Dataset records:

════════════════════

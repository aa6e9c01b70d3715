//! Dependency graph supplied by the package resolver
//!
//! The resolver decides which packages exist, where they were installed and
//! which public dependencies each one exposes. This module only holds that
//! answer in a form the deployment walk can query by name.

use camino::Utf8PathBuf;
use std::collections::HashMap;

use crate::{Error, Result};

/// One installed package: its install root plus its direct public dependencies
#[derive(Debug, Clone, PartialEq, Eq)]
pub struct DependencyNode {
    /// Package identifier
    pub name: String,

    /// Directory containing the package's installed files
    pub root: Utf8PathBuf,

    /// Direct dependencies, in declaration order
    pub public_deps: Vec<String>,
}

impl DependencyNode {
    /// Create a node without dependencies
    pub fn new(name: impl Into<String>, root: impl Into<Utf8PathBuf>) -> Self {
        Self {
            name: name.into(),
            root: root.into(),
            public_deps: Vec::new(),
        }
    }

    /// Builder-style helper to set the direct dependencies
    pub fn with_deps<I, S>(mut self, deps: I) -> Self
    where
        I: IntoIterator<Item = S>,
        S: Into<String>,
    {
        self.public_deps = deps.into_iter().map(Into::into).collect();
        self
    }
}

/// The package being deployed for: the consumer of the dependency graph
#[derive(Debug, Clone, Default, PartialEq, Eq)]
pub struct RootPackage {
    /// Package name, if the consumer has one
    pub name: Option<String>,

    /// Package version
    pub version: Option<String>,

    /// Direct requirements, in declaration order
    pub requires: Vec<String>,
}

impl RootPackage {
    /// Directory name used for an isolated deployment of this package
    ///
    /// `<name>-<version>`, `<name>` without a version, or `flatdeploy` when the
    /// consumer is anonymous.
    pub fn deploy_dir_name(&self) -> String {
        match (&self.name, &self.version) {
            (None, _) => "flatdeploy".to_string(),
            (Some(name), None) => name.clone(),
            (Some(name), Some(version)) => format!("{}-{}", name, version),
        }
    }
}

/// All dependency nodes reachable from a root package, indexed by name
#[derive(Debug, Clone, Default)]
pub struct DependencyGraph {
    nodes: HashMap<String, DependencyNode>,
}

impl DependencyGraph {
    /// Create an empty graph
    pub fn new() -> Self {
        Self::default()
    }

    /// Add a node, replacing any node previously registered under the same name
    pub fn insert(&mut self, node: DependencyNode) -> Option<DependencyNode> {
        self.nodes.insert(node.name.clone(), node)
    }

    /// Look up a node without treating absence as an error
    pub fn get(&self, name: &str) -> Option<&DependencyNode> {
        self.nodes.get(name)
    }

    /// Resolve a dependency declared by `dependent`
    ///
    /// `dependent` is `None` for root requirements. A missing node means the
    /// resolver's output is inconsistent, which fails the whole run.
    pub fn resolve(&self, name: &str, dependent: Option<&str>) -> Result<&DependencyNode> {
        self.nodes.get(name).ok_or_else(|| {
            let declared_by = match dependent {
                Some(dependent) => format!("dependency of '{}'", dependent),
                None => "root requirement".to_string(),
            };
            Error::resolution(
                format!("'{}' ({}) has no install information", name, declared_by),
                "Make sure every public dependency is also listed under [dependencies]",
            )
        })
    }

    /// Number of nodes in the graph
    pub fn len(&self) -> usize {
        self.nodes.len()
    }

    /// Whether the graph has no nodes
    pub fn is_empty(&self) -> bool {
        self.nodes.is_empty()
    }
}

impl FromIterator<DependencyNode> for DependencyGraph {
    fn from_iter<T: IntoIterator<Item = DependencyNode>>(iter: T) -> Self {
        let mut graph = Self::new();
        for node in iter {
            graph.insert(node);
        }
        graph
    }
}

════════════════════

All lines of the material that contain the word "installed" should be listed.

Finished exercise:
//! The resolver decides which packages exist, where they were installed and
/// One installed package: its install root plus its direct public dependencies
    /// Directory containing the package's installed files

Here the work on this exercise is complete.